The notice requirement applied not just to mergers and acquisitions, but also to any “affiliation” between entities. The bill defined affiliation as “a relationship between two or more entities that allows the entity to jointly negotiate with one or more other parties over professional medical services or reduces the primary service area in which at least one of the entities provides professional services.” Unlike HSR, the bill did not include a dollar threshold for this notice requirement, and thus the hospital or group practice would have been required to report any transaction that fell into one of the enumerated categories above.

Unenforceability of Certain Physician Restrictive Covenants

While HB 1243 did not make it through the Senate this session, HB 843, which contained the same non-competition restriction, did. Section 10 of HB 843 amends Florida’s non-compete statute and invalidates restrictive covenants with licensed physicians in limited circumstances.
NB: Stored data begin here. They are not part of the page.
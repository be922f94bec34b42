//! The assembled engine: query entry point, feedback entry point, the
//! trace registry that connects them, and the decay sweeper lifecycle.

use std::collections::VecDeque;
use std::sync::{Arc, Mutex, PoisonError};
use std::time::Duration;

use dashmap::DashMap;
use tracing::warn;

use plexus_authority::AuthorityCalculator;
use plexus_bridge::BridgeIndex;
use plexus_core::config::PlexusConfig;
use plexus_core::errors::{LearningError, PlexusResult};
use plexus_core::feedback::{FeedbackEvent, ValidationOutcome};
use plexus_core::types::{
    FeedbackLevel, NodeId, ParameterSnapshot, RetrievalTrace, TraceId, UserId,
};
use plexus_decay::{DecayManager, DecaySweeper};
use plexus_learning::store::ParameterStore;
use plexus_learning::{FeedbackAck, LearningEngine};
use plexus_retrieval::{RetrievalEngine, RetrievalOutput};
use plexus_storage::StorageEngine;

pub struct Plexus {
    config: PlexusConfig,
    retrieval: RetrievalEngine,
    learning: LearningEngine,
    store: Arc<ParameterStore>,
    authority: Arc<AuthorityCalculator>,
    bridge: Arc<BridgeIndex>,
    traces: DashMap<TraceId, RetrievalTrace>,
    /// Insertion order of pending traces, for bounded eviction.
    trace_order: Mutex<VecDeque<TraceId>>,
    storage: Option<Arc<StorageEngine>>,
}

impl Plexus {
    pub(crate) fn assemble(
        config: PlexusConfig,
        retrieval: RetrievalEngine,
        learning: LearningEngine,
        store: Arc<ParameterStore>,
        authority: Arc<AuthorityCalculator>,
        bridge: Arc<BridgeIndex>,
        storage: Option<Arc<StorageEngine>>,
    ) -> Self {
        Self {
            config,
            retrieval,
            learning,
            store,
            authority,
            bridge,
            traces: DashMap::new(),
            trace_order: Mutex::new(VecDeque::new()),
            storage,
        }
    }

    /// Run one query. The trace is registered so later feedback can be
    /// credited against exactly the parameters this query used.
    pub async fn retrieve(
        &self,
        query_embedding: &[f32],
        anchors: &[NodeId],
        domain: &str,
        top_k: usize,
    ) -> PlexusResult<RetrievalOutput> {
        let snapshot = Arc::new(self.store.snapshot());
        let output = self
            .retrieval
            .retrieve(query_embedding, anchors, domain, top_k, snapshot)
            .await?;
        self.traces
            .insert(output.trace.trace_id.clone(), output.trace.clone());
        self.note_trace(output.trace.trace_id.clone());
        Ok(output)
    }

    /// Ingest one feedback event against a registered trace and mirror
    /// the resulting state to storage when configured. A successfully
    /// applied event consumes its trace.
    pub fn ingest_feedback(&self, event: &FeedbackEvent) -> PlexusResult<FeedbackAck> {
        let trace = self
            .traces
            .get(&event.trace_id)
            .map(|t| t.clone())
            .ok_or_else(|| LearningError::UnknownTrace(event.trace_id.to_string()))?;
        let ack = self.learning.ingest(event, &trace)?;
        self.traces.remove(&event.trace_id);
        self.mirror_to_storage();
        Ok(ack)
    }

    /// Record a consensus outcome for a user's past feedback.
    pub fn resolve_consensus(
        &self,
        user: &UserId,
        level: FeedbackLevel,
        domain: &str,
        outcome: ValidationOutcome,
    ) {
        self.learning.resolve_consensus(user, level, domain, outcome);
        if let Some(storage) = &self.storage {
            if let Err(e) = storage.save_authority_records(&self.authority.all_records()) {
                warn!(error = %e, "authority records not persisted");
            }
        }
    }

    /// Set a user's externally assigned baseline credential.
    pub fn set_baseline_credential(&self, user: &UserId, credential: f64) {
        self.authority.set_baseline_credential(user, credential);
    }

    /// Authority score a user currently carries for (level, domain).
    pub fn get_authority(&self, user: &UserId, level: FeedbackLevel, domain: &str) -> f64 {
        self.authority.get_authority(user, level, domain)
    }

    /// Point-in-time copy of every learnable parameter.
    pub fn parameter_snapshot(&self) -> ParameterSnapshot {
        self.store.snapshot()
    }

    /// A registered trace, if the engine still holds it.
    pub fn trace(&self, trace_id: &TraceId) -> Option<RetrievalTrace> {
        self.traces.get(trace_id).map(|t| t.clone())
    }

    /// Run one decay sweep immediately.
    pub fn run_decay_sweep(&self) -> PlexusResult<plexus_decay::SweepReport> {
        let manager = DecayManager::new(Arc::clone(&self.store), self.config.decay.clone());
        let report = manager.sweep()?;
        self.mirror_to_storage();
        Ok(report)
    }

    /// Spawn the scheduled decay task. The returned sweeper is the
    /// cancellation handle; dropping it does not stop the task, calling
    /// [`DecaySweeper::shutdown`] does.
    pub fn spawn_decay_sweeper(&self) -> DecaySweeper {
        let manager = Arc::new(DecayManager::new(
            Arc::clone(&self.store),
            self.config.decay.clone(),
        ));
        DecaySweeper::spawn(
            manager,
            Duration::from_secs(self.config.decay.sweep_interval_secs),
        )
    }

    /// Record insertion order and hold the registry to its configured
    /// bound, oldest first. A trace consumed by feedback has already left
    /// the map; popping its id here is a no-op.
    fn note_trace(&self, trace_id: TraceId) {
        let mut order = self
            .trace_order
            .lock()
            .unwrap_or_else(PoisonError::into_inner);
        order.push_back(trace_id);
        while order.len() > self.config.learning.max_pending_traces {
            if let Some(oldest) = order.pop_front() {
                self.traces.remove(&oldest);
            }
        }
    }

    /// Mirror parameters, bridge weights, and the change log to disk.
    /// The in-memory state stays authoritative; a failed change-log batch
    /// is requeued and drained again at the next write.
    fn mirror_to_storage(&self) {
        let Some(storage) = &self.storage else {
            return;
        };
        let changes = self.store.drain_log();
        if !changes.is_empty() {
            if let Err(e) = storage.append_change_log(&changes) {
                warn!(error = %e, pending = changes.len(), "change log not persisted, requeued");
                self.store.requeue_log(changes);
            }
        }
        let snapshot = self.store.snapshot();
        let ages = self.store.traversal_ages();
        if let Err(e) = storage.save_parameters(&snapshot, &ages) {
            warn!(error = %e, "parameters not persisted");
        }
        if let Err(e) = storage.save_bridge_mappings(&self.bridge.all_mappings()) {
            warn!(error = %e, "bridge mappings not persisted");
        }
    }
}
Under HB 843, an entity that employs all of the physicians who practice a certain medical specialty in one county will not be able to restrict its physicians from practicing that specialty in the same county. If the entity entered into such a restrictive covenant with its physician, the restrictive covenant will be void and unenforceable. The restrictive covenant will remain void and unenforceable until three years after another entity enters the market in that county and begins offering those specialty services. It is unclear whether this provision would have retroactive application for agreements entered into prior to July 1, 2019.

Key Takeaways

If the Florida Governor approves HB 843, restrictive covenants with physicians in a specific practice area will be unenforceable if the entity employs all physicians of that certain specialty in one county, and will continue to be unenforceable for three years after another competing entity enters that county.

Dealmakers and health care providers should continue to monitor Florida legislative activities to see if reporting requirements, or similar items that could affect deals, resurface in future legislative sessions.